ASSIGNED TASK:
Given the records below, pull every line with the word "user" into the answer.

EXERCISE MATERIALS:
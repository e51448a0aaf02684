//! One user's conversation.
//!
//! A [`ChatSession`] owns everything that outlives a single turn: the
//! per-mode query caches, the invalidation controller, the plain-mode
//! engine slot and the chat history. Nothing here is global, so a process
//! can host as many sessions as it likes. Turns take `&mut self` and run
//! to completion before the next one starts.
//!
//! A turn goes through these steps:
//!
//! 1. Make sure an engine for the mode exists. In RAG mode this means
//!    fingerprinting the documents and letting the
//!    [`InvalidationController`] reuse, rebuild or give up. A turn without
//!    documents ends here as [`TurnOutcome::NoDocuments`].
//! 2. Probe the mode's cache with the prompt and parameters. A hit is
//!    answered without touching the engine.
//! 3. Otherwise generate, fold the token stream into a [`Completion`] and
//!    cache it if it succeeded.

use std::sync::Arc;
use std::time::{Duration, Instant};

use tracing::{debug, info, instrument, warn};
use uuid::Uuid;

use crate::cache::{CacheConfig, CachedResponse, QueryCache};
use crate::engine::{ChatEngine, EngineFactory};
use crate::feedback::{FeedbackRecord, FeedbackStore};
use crate::fingerprint::DocumentFingerprint;
use crate::invalidation::InvalidationController;
use crate::types::{Completion, CompletionKind, GREETING, Message, Mode, RetrievalParams};
use crate::uploads::{DocumentSet, UploadStore};
use crate::{MimirError, Result, pipeline, telemetry};

/// Engine ready for a turn, plus anything worth telling the user.
pub struct Prepared {
    /// `None` when RAG mode has no documents to work from.
    pub engine: Option<Arc<dyn ChatEngine>>,
    /// Non-fatal problems, e.g. uploads that could not be persisted.
    pub warnings: Vec<String>,
}

/// An answered turn.
#[derive(Debug, Clone)]
pub struct Answer {
    /// Id under which feedback for this answer is stored.
    pub response_id: String,
    pub mode: Mode,
    pub completion: Completion,
    /// Served from the query cache.
    pub cached: bool,
    pub elapsed: Duration,
    pub warnings: Vec<String>,
}

/// Result of [`ChatSession::turn`].
#[derive(Debug, Clone)]
pub enum TurnOutcome {
    Answered(Answer),
    /// RAG mode without uploaded files. Nothing was generated or cached.
    NoDocuments,
}

impl TurnOutcome {
    pub fn answer(&self) -> Option<&Answer> {
        match self {
            TurnOutcome::Answered(answer) => Some(answer),
            TurnOutcome::NoDocuments => None,
        }
    }
}

/// What feedback would refer to.
#[derive(Debug, Clone)]
struct LastAnswer {
    response_id: String,
    mode: Mode,
    params: RetrievalParams,
}

/// State of one conversation.
pub struct ChatSession {
    id: String,
    factory: Arc<dyn EngineFactory>,
    rag_cache: QueryCache,
    plain_cache: QueryCache,
    controller: InvalidationController,
    plain_engine: Option<Arc<dyn ChatEngine>>,
    history: Vec<Message>,
    uploads: Option<UploadStore>,
    stored: Option<DocumentFingerprint>,
    last_answer: Option<LastAnswer>,
}

impl ChatSession {
    /// Start a conversation. The history opens with the assistant greeting.
    pub fn new(factory: Arc<dyn EngineFactory>, cache: &CacheConfig) -> Self {
        Self {
            id: Uuid::new_v4().to_string(),
            factory,
            rag_cache: QueryCache::new(cache, Mode::Rag),
            plain_cache: QueryCache::new(cache, Mode::Plain),
            controller: InvalidationController::new(),
            plain_engine: None,
            history: vec![Message::assistant(GREETING)],
            uploads: None,
            stored: None,
            last_answer: None,
        }
    }

    /// Persist each new document batch under `store`.
    pub fn with_upload_store(mut self, store: UploadStore) -> Self {
        self.uploads = Some(store);
        self
    }

    pub fn id(&self) -> &str {
        &self.id
    }

    /// Conversation so far, oldest first.
    pub fn history(&self) -> &[Message] {
        &self.history
    }

    pub fn cache(&self, mode: Mode) -> &QueryCache {
        match mode {
            Mode::Rag => &self.rag_cache,
            Mode::Plain => &self.plain_cache,
        }
    }

    fn cache_mut(&mut self, mode: Mode) -> &mut QueryCache {
        match mode {
            Mode::Rag => &mut self.rag_cache,
            Mode::Plain => &mut self.plain_cache,
        }
    }

    pub fn controller(&self) -> &InvalidationController {
        &self.controller
    }

    /// Cached answer for `prompt` under `params`, if any.
    pub fn probe_cache(
        &self,
        mode: Mode,
        prompt: &str,
        params: &RetrievalParams,
    ) -> Option<CachedResponse> {
        self.cache(mode).get(prompt, params)
    }

    /// Cache a finished answer. Failures are not cached; returns whether
    /// the completion was stored.
    pub fn record_completion(
        &mut self,
        mode: Mode,
        prompt: &str,
        params: RetrievalParams,
        completion: &Completion,
    ) -> bool {
        if !completion.is_success() {
            debug!(%mode, "not caching failed generation");
            return false;
        }
        self.cache_mut(mode).put(
            prompt,
            params,
            completion.response.clone(),
            completion.sources.clone(),
        );
        true
    }

    /// Get the engine for `mode` ready.
    ///
    /// Leaving plain mode drops the plain engine; entering it builds one.
    /// In RAG mode the document batch is fingerprinted, persisted when new,
    /// and handed to the invalidation controller.
    pub async fn prepare(
        &mut self,
        mode: Mode,
        documents: &mut DocumentSet,
        params: RetrievalParams,
    ) -> Result<Prepared> {
        let mut warnings = Vec::new();
        let engine = self
            .prepare_engine(mode, documents, params, &mut warnings)
            .await?;
        Ok(Prepared { engine, warnings })
    }

    /// Warnings are pushed as they happen, so they survive a failed build.
    async fn prepare_engine(
        &mut self,
        mode: Mode,
        documents: &mut DocumentSet,
        params: RetrievalParams,
        warnings: &mut Vec<String>,
    ) -> Result<Option<Arc<dyn ChatEngine>>> {
        match mode {
            Mode::Plain => {
                if let Some(engine) = &self.plain_engine {
                    return Ok(Some(engine.clone()));
                }
                let engine = self.factory.plain().await?;
                metrics::counter!(telemetry::ENGINE_BUILDS_TOTAL, "mode" => "plain").increment(1);
                debug!(session = %self.id, "plain engine built");
                self.plain_engine = Some(engine.clone());
                Ok(Some(engine))
            }
            Mode::Rag => {
                if self.plain_engine.take().is_some() {
                    debug!(session = %self.id, "plain engine dropped");
                }

                let fingerprint = documents.fingerprint()?;
                if let Some(warning) = self.persist_uploads(fingerprint.as_ref(), documents) {
                    warnings.push(warning);
                }

                self.controller
                    .prepare(fingerprint, documents, params, self.factory.as_ref())
                    .await?;
                Ok(self.controller.engine())
            }
        }
    }

    /// Store a batch the first time its fingerprint shows up. Returns a
    /// warning on failure.
    fn persist_uploads(
        &mut self,
        fingerprint: Option<&DocumentFingerprint>,
        documents: &mut DocumentSet,
    ) -> Option<String> {
        let store = self.uploads.as_ref()?;
        let fingerprint = fingerprint?;
        if self.stored.as_ref() == Some(fingerprint) {
            return None;
        }
        match store.store(documents) {
            Ok(_) => {
                self.stored = Some(*fingerprint);
                None
            }
            Err(e) => {
                warn!(session = %self.id, error = %e, "failed to persist uploads");
                Some(format!("Uploaded files could not be saved: {e}"))
            }
        }
    }

    /// Answer one prompt.
    ///
    /// `on_token` sees the answer as it is produced (a cached or failed
    /// answer arrives in one piece). Errors never escape: they come back
    /// as a failed [`Completion`] inside the answer.
    #[instrument(name = "session.turn", skip(self, prompt, documents, params, on_token), fields(session = %self.id, mode = %mode))]
    pub async fn turn<F>(
        &mut self,
        mode: Mode,
        prompt: &str,
        documents: &mut DocumentSet,
        params: RetrievalParams,
        mut on_token: F,
    ) -> TurnOutcome
    where
        F: FnMut(&str),
    {
        let start = Instant::now();

        let mut warnings = Vec::new();
        let prepared = self
            .prepare_engine(mode, documents, params, &mut warnings)
            .await;
        let (completion, cached) = match prepared {
            Ok(None) => {
                info!("no uploaded files");
                metrics::counter!(telemetry::TURNS_TOTAL, "mode" => mode.as_str(), "status" => "no_documents")
                    .increment(1);
                return TurnOutcome::NoDocuments;
            }
            Ok(Some(engine)) => {
                debug_assert_eq!(engine.mode(), mode, "engine serves the wrong mode");
                match self.probe_cache(mode, prompt, &params) {
                    Some(hit) => {
                        on_token(&hit.response);
                        let completion = Completion {
                            kind: CompletionKind::Success,
                            response: hit.response,
                            sources: hit.sources,
                        };
                        (completion, true)
                    }
                    None => {
                        let response = engine.generate(prompt, &self.history).await;
                        let completion = pipeline::complete(response, on_token).await;
                        self.record_completion(mode, prompt, params, &completion);
                        (completion, false)
                    }
                }
            }
            Err(e) => {
                warn!(error = %e, "engine unavailable");
                let completion = Completion::failure(&e);
                on_token(&completion.response);
                (completion, false)
            }
        };

        let elapsed = start.elapsed();
        let status = if cached {
            "cached"
        } else if completion.is_success() {
            "ok"
        } else {
            "error"
        };
        metrics::counter!(telemetry::TURNS_TOTAL, "mode" => mode.as_str(), "status" => status)
            .increment(1);
        metrics::histogram!(telemetry::RESPONSE_DURATION_SECONDS, "mode" => mode.as_str(), "status" => status)
            .record(elapsed.as_secs_f64());
        info!(status, elapsed_ms = elapsed.as_millis() as u64, "turn complete");

        self.history.push(Message::user(prompt));
        self.history
            .push(Message::assistant(completion.response.clone()));

        let response_id = Uuid::new_v4().to_string();
        self.last_answer = Some(LastAnswer {
            response_id: response_id.clone(),
            mode,
            params,
        });

        TurnOutcome::Answered(Answer {
            response_id,
            mode,
            completion,
            cached,
            elapsed,
            warnings,
        })
    }

    /// Rate the most recent answer. Returns the response id the feedback
    /// was stored under.
    pub fn feedback(
        &self,
        store: &FeedbackStore,
        rating: u8,
        comment: impl Into<String>,
    ) -> Result<String> {
        let last = self
            .last_answer
            .as_ref()
            .ok_or_else(|| MimirError::InvalidInput("no answer to rate yet".to_string()))?;
        let params = (last.mode == Mode::Rag).then_some(last.params);
        store.record(&last.response_id, FeedbackRecord::new(rating, comment, params)?)?;
        Ok(last.response_id.clone())
    }

    /// Drop all engines; the next turn builds fresh ones. Caches and
    /// history are kept.
    pub fn reset(&mut self) {
        self.controller.invalidate();
        self.plain_engine = None;
        info!(session = %self.id, "engines reset");
    }

    /// Forget the conversation; only the greeting remains. Caches and
    /// engines are kept, and so is the last answer for feedback.
    pub fn clear_history(&mut self) {
        self.history = vec![Message::assistant(GREETING)];
        info!(session = %self.id, "history cleared");
    }

    /// Start over: clear the history and drop all engines.
    pub fn new_conversation(&mut self) {
        self.clear_history();
        self.reset();
    }
}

TASK ANSWER:
//! One user's conversation.
/// Engine ready for a turn, plus anything worth telling the user.
        self.history.push(Message::user(prompt));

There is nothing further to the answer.